[Collected data]
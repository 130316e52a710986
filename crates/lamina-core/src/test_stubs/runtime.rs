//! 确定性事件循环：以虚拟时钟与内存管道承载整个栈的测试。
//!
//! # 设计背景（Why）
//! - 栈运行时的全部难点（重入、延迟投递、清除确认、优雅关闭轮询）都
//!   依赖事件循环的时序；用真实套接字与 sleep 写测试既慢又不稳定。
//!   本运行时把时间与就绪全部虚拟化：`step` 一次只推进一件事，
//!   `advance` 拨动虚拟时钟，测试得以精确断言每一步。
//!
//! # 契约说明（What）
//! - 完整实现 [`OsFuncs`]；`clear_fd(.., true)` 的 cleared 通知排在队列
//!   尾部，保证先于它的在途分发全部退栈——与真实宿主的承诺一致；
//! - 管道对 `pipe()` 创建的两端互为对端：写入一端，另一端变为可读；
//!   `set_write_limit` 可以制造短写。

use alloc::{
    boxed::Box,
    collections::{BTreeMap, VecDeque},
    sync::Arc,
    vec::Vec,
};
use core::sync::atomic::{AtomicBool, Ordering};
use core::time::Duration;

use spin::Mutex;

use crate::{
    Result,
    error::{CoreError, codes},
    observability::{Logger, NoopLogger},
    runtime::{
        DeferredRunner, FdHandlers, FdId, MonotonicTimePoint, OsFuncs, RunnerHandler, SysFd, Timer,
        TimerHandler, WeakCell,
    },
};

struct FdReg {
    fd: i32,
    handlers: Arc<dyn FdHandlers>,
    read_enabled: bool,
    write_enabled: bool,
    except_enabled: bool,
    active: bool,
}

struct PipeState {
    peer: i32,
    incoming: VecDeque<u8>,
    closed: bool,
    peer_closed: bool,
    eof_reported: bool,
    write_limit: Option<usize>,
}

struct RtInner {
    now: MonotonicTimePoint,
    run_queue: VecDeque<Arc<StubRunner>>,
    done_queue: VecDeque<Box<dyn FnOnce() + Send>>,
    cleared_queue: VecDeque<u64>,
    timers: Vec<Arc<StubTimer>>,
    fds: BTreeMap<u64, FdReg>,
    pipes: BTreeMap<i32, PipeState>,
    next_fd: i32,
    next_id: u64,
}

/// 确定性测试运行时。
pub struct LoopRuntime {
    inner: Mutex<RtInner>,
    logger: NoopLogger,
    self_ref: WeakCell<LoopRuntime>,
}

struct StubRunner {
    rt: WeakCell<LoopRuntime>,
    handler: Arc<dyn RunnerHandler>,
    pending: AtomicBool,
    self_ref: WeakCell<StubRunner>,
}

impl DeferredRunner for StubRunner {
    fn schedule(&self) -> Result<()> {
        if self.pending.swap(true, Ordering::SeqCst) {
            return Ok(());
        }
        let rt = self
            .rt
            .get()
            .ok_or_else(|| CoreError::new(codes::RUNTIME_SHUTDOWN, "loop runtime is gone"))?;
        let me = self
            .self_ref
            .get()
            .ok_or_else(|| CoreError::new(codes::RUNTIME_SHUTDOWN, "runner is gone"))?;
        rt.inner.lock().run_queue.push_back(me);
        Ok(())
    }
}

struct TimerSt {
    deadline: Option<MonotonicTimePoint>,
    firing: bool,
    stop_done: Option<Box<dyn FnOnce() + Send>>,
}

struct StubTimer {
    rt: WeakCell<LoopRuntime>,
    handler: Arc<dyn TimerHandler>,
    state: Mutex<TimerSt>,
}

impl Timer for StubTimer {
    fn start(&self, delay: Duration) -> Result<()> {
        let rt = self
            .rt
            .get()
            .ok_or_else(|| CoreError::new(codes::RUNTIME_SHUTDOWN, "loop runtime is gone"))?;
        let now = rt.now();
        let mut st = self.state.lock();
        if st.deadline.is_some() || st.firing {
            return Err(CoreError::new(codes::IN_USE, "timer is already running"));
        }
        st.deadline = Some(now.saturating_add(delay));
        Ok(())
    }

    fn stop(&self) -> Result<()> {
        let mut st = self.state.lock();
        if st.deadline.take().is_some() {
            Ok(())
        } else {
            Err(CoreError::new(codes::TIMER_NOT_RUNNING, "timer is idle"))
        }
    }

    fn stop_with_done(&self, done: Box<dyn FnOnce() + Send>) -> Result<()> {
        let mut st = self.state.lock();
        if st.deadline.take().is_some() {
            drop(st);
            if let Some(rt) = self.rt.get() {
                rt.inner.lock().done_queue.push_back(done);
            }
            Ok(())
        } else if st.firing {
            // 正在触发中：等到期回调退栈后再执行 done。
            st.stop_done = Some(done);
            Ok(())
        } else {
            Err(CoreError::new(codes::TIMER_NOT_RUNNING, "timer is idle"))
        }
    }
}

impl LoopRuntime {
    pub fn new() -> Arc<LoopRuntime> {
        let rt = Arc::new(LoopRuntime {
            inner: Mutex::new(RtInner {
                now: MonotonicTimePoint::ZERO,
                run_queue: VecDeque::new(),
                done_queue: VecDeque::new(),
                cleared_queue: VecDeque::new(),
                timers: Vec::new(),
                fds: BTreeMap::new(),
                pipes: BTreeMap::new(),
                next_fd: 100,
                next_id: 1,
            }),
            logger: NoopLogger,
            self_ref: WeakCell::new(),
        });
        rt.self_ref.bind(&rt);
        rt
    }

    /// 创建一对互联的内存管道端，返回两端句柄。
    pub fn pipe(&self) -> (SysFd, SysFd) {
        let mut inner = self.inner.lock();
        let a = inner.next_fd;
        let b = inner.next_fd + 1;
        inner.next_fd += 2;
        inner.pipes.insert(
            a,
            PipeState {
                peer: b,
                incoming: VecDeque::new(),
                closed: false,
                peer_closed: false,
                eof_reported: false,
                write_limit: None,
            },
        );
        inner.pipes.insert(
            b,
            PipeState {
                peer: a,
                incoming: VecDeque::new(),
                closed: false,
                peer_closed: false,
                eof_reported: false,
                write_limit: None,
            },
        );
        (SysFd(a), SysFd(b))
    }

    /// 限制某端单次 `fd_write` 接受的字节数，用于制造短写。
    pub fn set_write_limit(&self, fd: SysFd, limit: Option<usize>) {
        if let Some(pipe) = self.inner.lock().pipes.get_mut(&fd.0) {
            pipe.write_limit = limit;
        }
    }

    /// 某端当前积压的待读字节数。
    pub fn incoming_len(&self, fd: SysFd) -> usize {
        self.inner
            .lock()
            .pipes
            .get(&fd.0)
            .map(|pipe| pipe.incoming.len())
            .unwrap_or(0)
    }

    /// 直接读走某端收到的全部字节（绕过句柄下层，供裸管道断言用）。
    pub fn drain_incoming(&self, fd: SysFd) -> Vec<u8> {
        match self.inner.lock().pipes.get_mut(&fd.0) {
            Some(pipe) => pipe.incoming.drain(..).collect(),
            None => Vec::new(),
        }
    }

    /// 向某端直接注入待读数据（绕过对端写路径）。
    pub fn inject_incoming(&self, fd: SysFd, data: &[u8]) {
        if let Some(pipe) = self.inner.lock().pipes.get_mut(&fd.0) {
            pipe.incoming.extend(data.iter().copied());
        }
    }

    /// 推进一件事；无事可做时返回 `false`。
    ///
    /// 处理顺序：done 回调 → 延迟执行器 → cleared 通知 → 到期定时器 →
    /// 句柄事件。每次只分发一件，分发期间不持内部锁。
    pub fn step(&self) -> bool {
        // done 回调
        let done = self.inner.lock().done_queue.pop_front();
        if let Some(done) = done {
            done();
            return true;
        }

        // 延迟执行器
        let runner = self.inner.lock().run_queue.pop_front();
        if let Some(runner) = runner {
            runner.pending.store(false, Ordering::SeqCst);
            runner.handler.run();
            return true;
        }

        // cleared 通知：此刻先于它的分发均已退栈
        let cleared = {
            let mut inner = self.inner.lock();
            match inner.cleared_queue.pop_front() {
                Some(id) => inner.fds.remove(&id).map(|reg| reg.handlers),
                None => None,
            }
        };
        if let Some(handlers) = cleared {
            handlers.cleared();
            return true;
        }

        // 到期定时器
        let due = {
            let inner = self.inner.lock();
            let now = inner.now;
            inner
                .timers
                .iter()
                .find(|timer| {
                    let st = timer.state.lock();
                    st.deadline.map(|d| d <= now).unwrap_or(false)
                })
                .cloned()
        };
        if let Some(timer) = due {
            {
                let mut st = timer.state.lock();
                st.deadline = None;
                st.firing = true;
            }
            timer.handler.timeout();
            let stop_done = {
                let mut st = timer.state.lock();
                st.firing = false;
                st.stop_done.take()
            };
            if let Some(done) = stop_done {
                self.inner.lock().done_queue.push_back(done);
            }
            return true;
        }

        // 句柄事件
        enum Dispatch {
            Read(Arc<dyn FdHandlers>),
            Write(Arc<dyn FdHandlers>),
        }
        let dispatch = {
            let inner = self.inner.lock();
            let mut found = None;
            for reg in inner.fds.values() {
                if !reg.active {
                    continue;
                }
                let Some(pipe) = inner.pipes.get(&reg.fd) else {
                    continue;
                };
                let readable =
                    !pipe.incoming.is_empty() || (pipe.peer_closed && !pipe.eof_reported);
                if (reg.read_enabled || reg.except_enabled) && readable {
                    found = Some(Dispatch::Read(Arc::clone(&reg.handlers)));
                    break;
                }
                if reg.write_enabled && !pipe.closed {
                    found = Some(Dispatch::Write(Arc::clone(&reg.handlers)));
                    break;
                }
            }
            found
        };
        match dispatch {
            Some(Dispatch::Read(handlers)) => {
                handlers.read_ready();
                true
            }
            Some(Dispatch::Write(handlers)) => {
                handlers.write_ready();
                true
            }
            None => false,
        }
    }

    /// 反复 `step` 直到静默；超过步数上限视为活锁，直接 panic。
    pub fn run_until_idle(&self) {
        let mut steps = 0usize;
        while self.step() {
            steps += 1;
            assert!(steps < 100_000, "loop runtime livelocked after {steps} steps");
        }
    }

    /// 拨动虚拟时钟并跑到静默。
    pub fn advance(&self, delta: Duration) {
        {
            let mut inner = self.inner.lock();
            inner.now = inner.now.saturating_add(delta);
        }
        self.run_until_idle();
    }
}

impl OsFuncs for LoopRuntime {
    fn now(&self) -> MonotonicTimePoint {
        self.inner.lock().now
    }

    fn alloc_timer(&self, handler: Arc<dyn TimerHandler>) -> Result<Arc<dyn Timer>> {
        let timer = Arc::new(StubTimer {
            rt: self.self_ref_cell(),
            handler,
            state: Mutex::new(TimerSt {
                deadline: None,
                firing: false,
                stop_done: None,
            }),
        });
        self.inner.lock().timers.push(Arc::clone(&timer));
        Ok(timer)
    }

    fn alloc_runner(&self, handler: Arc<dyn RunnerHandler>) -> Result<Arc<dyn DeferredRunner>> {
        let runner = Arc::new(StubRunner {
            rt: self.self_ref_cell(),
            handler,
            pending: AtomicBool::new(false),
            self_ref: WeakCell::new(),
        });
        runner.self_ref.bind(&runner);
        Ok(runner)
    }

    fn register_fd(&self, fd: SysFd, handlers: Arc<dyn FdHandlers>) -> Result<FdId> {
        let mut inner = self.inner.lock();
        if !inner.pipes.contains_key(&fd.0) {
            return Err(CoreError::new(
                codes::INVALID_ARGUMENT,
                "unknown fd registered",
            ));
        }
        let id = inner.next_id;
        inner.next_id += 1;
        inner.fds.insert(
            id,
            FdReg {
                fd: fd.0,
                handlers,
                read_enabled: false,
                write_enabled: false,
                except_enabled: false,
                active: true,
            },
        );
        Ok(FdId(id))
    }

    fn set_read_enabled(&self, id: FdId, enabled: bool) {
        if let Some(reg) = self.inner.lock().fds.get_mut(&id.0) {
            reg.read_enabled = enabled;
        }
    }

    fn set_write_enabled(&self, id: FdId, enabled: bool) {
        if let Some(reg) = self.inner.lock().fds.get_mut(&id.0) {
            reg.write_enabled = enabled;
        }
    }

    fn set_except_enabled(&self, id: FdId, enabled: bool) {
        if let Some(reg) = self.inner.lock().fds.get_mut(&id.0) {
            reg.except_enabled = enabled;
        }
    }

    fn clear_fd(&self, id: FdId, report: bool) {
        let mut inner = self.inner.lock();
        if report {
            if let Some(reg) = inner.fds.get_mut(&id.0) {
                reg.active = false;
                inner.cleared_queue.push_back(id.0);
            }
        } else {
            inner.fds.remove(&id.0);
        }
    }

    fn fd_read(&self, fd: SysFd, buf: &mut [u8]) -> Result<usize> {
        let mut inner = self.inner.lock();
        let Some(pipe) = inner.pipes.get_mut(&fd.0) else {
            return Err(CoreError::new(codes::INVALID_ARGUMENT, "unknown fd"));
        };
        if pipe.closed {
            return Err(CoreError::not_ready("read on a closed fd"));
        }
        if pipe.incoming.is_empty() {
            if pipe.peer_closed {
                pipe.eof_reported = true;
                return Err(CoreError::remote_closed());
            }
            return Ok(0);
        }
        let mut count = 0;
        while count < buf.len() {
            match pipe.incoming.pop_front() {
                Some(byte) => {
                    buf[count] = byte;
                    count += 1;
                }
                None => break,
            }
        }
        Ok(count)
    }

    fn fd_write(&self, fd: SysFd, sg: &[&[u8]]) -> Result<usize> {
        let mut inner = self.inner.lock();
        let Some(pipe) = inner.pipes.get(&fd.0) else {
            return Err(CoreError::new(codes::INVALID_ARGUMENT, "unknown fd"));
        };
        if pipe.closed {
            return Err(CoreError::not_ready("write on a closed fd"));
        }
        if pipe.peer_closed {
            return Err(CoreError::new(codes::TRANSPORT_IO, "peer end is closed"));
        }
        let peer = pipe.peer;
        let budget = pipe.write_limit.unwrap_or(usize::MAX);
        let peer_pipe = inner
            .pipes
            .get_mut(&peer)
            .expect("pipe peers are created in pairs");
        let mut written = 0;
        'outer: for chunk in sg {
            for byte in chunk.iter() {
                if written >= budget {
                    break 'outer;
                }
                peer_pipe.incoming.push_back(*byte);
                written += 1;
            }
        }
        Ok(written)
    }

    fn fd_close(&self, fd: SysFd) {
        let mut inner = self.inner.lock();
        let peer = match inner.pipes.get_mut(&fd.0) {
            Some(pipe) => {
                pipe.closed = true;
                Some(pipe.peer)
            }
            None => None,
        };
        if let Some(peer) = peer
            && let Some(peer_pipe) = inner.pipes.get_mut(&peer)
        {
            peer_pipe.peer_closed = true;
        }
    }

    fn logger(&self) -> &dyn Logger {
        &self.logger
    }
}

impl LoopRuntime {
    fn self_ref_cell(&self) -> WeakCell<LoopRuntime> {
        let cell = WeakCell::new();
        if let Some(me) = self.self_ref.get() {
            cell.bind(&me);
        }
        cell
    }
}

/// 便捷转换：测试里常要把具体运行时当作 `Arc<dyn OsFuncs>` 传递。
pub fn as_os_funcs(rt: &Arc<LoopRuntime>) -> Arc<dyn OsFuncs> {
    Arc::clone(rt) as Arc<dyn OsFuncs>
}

* [Task to complete] Starting from the records above, filter out all lines except those containing the word "MonotonicTimePoint".

* [Completed task]
        DeferredRunner, FdHandlers, FdId, MonotonicTimePoint, OsFuncs, RunnerHandler, SysFd, Timer,
    now: MonotonicTimePoint,
    deadline: Option<MonotonicTimePoint>,
                now: MonotonicTimePoint::ZERO,
    fn now(&self) -> MonotonicTimePoint {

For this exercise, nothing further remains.